## [Exercise objective]
Find every line in the records below that contains "shutting", and copy it.

## [Supplied entries]

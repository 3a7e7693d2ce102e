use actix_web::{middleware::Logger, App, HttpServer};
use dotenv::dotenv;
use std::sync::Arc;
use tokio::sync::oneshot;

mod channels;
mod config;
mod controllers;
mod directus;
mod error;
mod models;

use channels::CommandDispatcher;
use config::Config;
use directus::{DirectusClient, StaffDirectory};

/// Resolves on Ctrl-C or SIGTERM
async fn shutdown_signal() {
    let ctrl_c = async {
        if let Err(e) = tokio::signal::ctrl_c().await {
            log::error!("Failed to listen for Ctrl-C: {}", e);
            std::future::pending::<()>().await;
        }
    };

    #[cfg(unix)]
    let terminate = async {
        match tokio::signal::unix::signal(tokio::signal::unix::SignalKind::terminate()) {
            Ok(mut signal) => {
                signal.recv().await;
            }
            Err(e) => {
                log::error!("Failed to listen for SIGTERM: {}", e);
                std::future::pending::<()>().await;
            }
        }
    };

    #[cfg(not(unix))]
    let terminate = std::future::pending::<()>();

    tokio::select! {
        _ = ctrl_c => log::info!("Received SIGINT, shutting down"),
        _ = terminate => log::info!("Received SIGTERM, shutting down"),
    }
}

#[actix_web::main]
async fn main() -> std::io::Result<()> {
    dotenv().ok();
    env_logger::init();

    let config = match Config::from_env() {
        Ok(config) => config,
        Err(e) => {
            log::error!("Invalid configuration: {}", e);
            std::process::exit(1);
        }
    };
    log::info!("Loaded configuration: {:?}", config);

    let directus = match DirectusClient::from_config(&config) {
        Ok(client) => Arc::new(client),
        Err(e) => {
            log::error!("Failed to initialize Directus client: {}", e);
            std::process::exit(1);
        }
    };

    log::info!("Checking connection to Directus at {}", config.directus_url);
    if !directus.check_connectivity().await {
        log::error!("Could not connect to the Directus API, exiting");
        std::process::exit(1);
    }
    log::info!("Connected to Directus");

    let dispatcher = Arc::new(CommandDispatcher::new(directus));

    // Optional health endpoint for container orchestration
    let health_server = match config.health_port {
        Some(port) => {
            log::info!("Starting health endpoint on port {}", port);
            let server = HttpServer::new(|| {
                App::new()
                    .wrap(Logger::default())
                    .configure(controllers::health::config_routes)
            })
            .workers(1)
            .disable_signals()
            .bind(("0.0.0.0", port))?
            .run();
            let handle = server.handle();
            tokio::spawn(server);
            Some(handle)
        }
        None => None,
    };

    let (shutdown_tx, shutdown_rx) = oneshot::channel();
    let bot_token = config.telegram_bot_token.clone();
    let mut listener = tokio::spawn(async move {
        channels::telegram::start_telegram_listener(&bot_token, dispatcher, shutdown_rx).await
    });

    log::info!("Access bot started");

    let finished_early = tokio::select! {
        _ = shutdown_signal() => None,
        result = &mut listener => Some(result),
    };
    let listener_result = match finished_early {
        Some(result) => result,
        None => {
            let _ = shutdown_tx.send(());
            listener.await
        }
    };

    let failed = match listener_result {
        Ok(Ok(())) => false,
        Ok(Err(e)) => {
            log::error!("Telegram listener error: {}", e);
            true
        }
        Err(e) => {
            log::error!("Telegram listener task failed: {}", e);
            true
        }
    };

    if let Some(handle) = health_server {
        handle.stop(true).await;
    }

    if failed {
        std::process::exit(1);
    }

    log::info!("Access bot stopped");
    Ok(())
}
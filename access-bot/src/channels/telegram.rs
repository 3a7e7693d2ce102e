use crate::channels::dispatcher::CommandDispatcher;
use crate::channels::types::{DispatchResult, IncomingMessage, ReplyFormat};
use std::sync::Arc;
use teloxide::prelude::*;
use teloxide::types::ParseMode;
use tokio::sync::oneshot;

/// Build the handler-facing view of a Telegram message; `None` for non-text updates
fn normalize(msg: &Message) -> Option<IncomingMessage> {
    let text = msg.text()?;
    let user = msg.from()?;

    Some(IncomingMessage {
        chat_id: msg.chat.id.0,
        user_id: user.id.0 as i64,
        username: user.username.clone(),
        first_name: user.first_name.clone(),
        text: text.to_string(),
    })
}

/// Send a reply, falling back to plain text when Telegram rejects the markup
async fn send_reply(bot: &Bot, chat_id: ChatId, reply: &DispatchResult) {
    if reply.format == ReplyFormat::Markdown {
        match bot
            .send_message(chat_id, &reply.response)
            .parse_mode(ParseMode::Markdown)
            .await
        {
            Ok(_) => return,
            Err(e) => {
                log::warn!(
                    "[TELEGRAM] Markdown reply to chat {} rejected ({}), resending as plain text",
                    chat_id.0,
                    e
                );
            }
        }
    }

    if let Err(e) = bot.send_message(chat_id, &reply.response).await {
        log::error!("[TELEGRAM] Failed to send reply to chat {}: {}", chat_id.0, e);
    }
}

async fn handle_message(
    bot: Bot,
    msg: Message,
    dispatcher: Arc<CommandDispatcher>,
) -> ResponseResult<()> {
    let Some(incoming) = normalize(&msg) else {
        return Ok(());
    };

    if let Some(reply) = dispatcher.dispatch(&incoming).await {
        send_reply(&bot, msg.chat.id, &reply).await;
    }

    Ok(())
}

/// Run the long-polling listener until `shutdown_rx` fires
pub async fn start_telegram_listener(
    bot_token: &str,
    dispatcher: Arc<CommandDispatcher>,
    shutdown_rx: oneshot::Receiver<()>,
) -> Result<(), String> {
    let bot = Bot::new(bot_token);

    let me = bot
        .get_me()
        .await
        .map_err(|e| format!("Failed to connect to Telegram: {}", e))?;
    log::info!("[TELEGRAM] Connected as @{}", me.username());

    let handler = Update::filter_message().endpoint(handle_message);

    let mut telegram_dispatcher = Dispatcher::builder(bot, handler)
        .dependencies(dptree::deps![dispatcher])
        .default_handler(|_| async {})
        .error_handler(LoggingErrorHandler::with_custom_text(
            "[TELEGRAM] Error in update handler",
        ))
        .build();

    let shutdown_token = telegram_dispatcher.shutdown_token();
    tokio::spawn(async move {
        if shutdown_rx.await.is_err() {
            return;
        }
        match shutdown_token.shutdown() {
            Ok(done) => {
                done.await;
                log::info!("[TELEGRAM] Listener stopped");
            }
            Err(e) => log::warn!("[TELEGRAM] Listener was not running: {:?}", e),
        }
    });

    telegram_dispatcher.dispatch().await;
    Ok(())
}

* * *

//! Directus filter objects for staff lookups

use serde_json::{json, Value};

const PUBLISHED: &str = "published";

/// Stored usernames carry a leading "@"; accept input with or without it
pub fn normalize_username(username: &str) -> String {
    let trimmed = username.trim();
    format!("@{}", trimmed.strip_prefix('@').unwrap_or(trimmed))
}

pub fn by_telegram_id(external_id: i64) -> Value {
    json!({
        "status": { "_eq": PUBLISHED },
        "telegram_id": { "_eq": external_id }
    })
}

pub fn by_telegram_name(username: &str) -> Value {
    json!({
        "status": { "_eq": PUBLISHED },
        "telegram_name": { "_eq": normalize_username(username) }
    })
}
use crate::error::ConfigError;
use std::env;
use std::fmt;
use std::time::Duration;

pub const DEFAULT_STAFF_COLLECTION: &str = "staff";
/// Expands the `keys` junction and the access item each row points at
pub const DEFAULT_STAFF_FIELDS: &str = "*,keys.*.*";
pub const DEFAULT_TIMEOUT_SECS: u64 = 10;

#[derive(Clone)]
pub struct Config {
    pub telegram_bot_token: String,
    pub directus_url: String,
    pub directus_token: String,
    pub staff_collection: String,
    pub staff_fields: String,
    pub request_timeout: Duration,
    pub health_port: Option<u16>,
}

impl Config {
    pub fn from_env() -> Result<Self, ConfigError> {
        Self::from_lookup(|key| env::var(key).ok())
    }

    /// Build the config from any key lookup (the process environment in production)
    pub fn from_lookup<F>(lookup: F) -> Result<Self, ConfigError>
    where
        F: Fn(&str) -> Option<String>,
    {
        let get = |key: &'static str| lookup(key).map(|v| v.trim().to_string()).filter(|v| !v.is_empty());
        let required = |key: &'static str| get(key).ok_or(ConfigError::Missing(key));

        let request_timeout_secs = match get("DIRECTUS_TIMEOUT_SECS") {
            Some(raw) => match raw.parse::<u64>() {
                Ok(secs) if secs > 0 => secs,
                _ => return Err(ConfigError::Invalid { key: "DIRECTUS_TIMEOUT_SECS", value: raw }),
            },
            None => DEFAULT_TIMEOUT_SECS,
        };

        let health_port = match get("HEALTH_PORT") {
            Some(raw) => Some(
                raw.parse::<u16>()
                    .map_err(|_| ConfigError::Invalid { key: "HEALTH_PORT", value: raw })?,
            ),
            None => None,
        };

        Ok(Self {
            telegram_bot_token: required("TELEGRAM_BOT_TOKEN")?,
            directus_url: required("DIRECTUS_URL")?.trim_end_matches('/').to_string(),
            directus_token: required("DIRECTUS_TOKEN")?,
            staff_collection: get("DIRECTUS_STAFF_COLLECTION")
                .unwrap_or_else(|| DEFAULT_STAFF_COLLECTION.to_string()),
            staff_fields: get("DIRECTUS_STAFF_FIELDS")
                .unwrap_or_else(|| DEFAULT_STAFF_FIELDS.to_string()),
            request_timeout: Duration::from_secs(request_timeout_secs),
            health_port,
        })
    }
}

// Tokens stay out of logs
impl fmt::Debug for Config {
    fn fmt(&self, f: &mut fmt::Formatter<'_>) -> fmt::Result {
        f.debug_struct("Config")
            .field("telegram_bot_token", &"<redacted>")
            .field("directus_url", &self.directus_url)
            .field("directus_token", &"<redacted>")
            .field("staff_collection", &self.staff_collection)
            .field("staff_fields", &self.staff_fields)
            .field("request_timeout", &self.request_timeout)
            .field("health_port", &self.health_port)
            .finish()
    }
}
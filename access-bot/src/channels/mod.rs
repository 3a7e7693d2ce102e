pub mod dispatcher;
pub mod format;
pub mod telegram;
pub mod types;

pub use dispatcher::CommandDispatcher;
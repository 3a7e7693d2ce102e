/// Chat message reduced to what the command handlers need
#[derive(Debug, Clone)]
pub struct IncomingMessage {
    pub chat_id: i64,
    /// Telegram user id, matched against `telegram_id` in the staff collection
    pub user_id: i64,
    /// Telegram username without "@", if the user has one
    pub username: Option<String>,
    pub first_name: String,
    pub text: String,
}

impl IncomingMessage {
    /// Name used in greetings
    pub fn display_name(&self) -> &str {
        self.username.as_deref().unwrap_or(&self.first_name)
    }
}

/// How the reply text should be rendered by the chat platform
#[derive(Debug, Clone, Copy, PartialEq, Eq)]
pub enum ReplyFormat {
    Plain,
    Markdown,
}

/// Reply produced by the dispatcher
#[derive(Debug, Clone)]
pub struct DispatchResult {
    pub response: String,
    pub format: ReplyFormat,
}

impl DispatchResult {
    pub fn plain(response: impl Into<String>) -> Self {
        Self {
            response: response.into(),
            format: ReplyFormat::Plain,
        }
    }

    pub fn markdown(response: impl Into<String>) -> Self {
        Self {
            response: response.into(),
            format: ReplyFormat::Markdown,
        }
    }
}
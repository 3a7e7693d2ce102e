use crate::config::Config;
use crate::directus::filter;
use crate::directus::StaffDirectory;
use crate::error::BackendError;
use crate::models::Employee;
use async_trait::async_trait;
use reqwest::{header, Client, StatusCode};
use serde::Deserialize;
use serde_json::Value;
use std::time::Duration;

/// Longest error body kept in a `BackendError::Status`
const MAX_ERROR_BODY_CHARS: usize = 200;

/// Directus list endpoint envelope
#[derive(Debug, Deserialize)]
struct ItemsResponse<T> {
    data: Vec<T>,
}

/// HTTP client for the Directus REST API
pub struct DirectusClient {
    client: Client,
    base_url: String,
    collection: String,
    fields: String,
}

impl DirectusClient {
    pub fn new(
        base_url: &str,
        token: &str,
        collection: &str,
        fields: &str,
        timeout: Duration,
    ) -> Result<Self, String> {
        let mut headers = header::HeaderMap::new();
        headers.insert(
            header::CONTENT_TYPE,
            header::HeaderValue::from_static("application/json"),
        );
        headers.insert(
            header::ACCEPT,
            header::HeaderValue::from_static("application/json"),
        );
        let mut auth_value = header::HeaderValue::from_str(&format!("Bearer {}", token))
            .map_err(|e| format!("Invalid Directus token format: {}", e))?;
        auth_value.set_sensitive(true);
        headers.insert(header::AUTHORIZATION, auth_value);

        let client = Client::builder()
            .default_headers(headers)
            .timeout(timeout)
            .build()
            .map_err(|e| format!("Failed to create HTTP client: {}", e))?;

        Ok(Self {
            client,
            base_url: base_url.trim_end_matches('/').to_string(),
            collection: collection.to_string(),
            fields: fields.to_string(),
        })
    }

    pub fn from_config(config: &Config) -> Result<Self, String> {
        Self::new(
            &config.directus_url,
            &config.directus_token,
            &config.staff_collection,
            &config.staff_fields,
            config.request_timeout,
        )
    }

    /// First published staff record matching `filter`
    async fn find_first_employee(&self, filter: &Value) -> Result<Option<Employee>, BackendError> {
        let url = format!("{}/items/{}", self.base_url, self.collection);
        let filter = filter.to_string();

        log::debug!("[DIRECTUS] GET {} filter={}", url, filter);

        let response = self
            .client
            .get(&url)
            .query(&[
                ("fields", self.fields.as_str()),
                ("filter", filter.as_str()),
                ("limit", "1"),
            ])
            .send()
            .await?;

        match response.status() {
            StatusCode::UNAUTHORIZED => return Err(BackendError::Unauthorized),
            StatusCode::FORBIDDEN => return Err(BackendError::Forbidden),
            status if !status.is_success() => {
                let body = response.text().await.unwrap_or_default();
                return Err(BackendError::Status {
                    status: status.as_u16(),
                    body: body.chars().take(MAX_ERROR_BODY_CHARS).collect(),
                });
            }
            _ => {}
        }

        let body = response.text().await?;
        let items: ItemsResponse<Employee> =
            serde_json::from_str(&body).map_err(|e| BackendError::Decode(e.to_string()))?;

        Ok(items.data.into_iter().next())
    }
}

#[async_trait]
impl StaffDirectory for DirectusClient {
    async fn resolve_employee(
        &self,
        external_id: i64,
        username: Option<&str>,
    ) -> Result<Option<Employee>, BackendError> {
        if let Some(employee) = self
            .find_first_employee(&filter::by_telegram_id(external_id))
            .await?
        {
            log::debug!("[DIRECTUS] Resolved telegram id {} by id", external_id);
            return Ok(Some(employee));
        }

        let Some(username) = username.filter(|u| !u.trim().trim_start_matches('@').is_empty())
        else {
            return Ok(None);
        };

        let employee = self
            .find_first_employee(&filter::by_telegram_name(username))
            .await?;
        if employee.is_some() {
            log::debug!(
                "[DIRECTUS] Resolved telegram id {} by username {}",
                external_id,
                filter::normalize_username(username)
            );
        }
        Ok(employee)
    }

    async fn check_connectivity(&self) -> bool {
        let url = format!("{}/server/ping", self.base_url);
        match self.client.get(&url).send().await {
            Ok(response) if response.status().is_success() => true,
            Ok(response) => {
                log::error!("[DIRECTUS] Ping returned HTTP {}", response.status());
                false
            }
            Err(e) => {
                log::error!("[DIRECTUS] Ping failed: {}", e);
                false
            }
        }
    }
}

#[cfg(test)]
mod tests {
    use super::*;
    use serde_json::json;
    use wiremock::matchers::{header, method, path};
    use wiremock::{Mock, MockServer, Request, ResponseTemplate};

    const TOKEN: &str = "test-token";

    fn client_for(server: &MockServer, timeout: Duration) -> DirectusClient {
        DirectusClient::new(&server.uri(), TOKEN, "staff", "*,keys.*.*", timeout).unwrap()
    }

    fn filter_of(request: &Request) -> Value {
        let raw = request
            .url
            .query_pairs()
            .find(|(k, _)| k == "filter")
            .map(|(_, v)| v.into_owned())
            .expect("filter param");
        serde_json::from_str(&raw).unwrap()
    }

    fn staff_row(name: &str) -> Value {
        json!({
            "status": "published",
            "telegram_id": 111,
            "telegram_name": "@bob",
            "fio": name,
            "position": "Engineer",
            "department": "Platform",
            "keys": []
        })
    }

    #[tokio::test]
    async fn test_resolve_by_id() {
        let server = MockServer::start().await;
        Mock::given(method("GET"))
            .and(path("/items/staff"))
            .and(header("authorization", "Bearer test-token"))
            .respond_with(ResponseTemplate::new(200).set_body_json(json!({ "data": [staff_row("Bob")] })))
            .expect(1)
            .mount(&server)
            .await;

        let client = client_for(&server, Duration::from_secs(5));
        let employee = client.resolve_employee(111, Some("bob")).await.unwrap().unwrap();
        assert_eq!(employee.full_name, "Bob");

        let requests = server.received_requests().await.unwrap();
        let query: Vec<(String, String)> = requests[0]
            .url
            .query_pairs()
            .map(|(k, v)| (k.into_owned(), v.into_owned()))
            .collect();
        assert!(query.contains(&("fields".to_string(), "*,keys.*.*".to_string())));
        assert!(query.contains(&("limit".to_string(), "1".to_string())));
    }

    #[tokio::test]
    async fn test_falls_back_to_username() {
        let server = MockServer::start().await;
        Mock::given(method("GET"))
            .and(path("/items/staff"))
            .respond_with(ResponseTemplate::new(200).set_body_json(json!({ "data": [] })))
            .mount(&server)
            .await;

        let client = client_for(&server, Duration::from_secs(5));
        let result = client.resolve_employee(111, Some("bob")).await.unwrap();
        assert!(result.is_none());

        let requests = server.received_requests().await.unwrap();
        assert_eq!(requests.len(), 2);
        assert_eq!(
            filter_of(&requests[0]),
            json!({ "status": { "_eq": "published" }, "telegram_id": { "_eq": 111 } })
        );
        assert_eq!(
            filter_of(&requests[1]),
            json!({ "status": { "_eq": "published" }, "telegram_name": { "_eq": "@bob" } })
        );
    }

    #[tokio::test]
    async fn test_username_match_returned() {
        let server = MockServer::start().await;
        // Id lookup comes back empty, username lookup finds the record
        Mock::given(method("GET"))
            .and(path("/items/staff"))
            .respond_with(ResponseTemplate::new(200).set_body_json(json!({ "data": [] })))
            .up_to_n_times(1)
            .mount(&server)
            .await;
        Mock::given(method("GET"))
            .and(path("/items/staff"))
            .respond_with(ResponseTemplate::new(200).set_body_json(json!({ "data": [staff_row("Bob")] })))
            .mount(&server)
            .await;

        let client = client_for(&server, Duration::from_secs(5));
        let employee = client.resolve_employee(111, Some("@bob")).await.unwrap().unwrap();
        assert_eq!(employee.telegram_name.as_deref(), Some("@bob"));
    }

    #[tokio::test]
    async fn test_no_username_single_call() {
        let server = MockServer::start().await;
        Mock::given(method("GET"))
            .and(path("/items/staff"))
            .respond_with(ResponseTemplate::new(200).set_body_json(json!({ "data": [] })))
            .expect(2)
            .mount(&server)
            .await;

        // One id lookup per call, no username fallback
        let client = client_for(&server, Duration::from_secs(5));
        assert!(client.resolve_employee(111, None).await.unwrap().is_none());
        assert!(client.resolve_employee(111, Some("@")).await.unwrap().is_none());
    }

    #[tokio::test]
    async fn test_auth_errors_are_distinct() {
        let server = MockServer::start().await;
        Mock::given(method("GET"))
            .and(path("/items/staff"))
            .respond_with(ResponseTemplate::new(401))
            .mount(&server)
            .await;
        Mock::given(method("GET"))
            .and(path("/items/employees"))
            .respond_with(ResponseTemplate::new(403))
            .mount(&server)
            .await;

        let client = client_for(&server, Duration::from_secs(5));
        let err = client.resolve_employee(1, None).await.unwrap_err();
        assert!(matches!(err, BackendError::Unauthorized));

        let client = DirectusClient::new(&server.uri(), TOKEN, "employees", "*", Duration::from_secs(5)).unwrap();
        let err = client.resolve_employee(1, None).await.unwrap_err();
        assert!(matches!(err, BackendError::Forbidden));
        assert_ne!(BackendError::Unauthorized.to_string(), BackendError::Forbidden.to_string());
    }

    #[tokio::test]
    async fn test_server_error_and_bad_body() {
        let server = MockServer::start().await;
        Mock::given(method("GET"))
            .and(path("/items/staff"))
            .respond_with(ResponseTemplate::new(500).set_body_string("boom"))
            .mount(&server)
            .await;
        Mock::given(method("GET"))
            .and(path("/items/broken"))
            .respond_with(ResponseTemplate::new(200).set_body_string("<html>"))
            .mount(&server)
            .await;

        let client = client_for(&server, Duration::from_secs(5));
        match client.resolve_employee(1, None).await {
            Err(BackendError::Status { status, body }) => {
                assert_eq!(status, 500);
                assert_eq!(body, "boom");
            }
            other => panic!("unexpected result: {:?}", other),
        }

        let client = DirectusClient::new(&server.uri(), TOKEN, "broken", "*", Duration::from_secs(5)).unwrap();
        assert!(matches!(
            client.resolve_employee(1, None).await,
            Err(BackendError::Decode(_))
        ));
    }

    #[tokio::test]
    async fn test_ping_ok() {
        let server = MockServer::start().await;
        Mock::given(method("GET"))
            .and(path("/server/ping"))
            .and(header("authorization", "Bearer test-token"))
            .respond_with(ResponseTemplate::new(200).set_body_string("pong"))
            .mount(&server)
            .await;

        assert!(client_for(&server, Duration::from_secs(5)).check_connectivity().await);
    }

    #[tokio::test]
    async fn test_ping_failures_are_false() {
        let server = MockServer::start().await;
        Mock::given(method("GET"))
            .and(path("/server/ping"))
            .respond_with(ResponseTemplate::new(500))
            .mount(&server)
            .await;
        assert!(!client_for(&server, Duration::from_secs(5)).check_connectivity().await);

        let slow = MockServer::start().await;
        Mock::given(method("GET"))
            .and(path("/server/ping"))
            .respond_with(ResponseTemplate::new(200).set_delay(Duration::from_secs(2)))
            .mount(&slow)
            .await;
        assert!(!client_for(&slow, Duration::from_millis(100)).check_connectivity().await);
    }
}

## [Solution for this problem]
        _ = ctrl_c => log::info!("Received SIGINT, shutting down"),
        _ = terminate => log::info!("Received SIGTERM, shutting down"),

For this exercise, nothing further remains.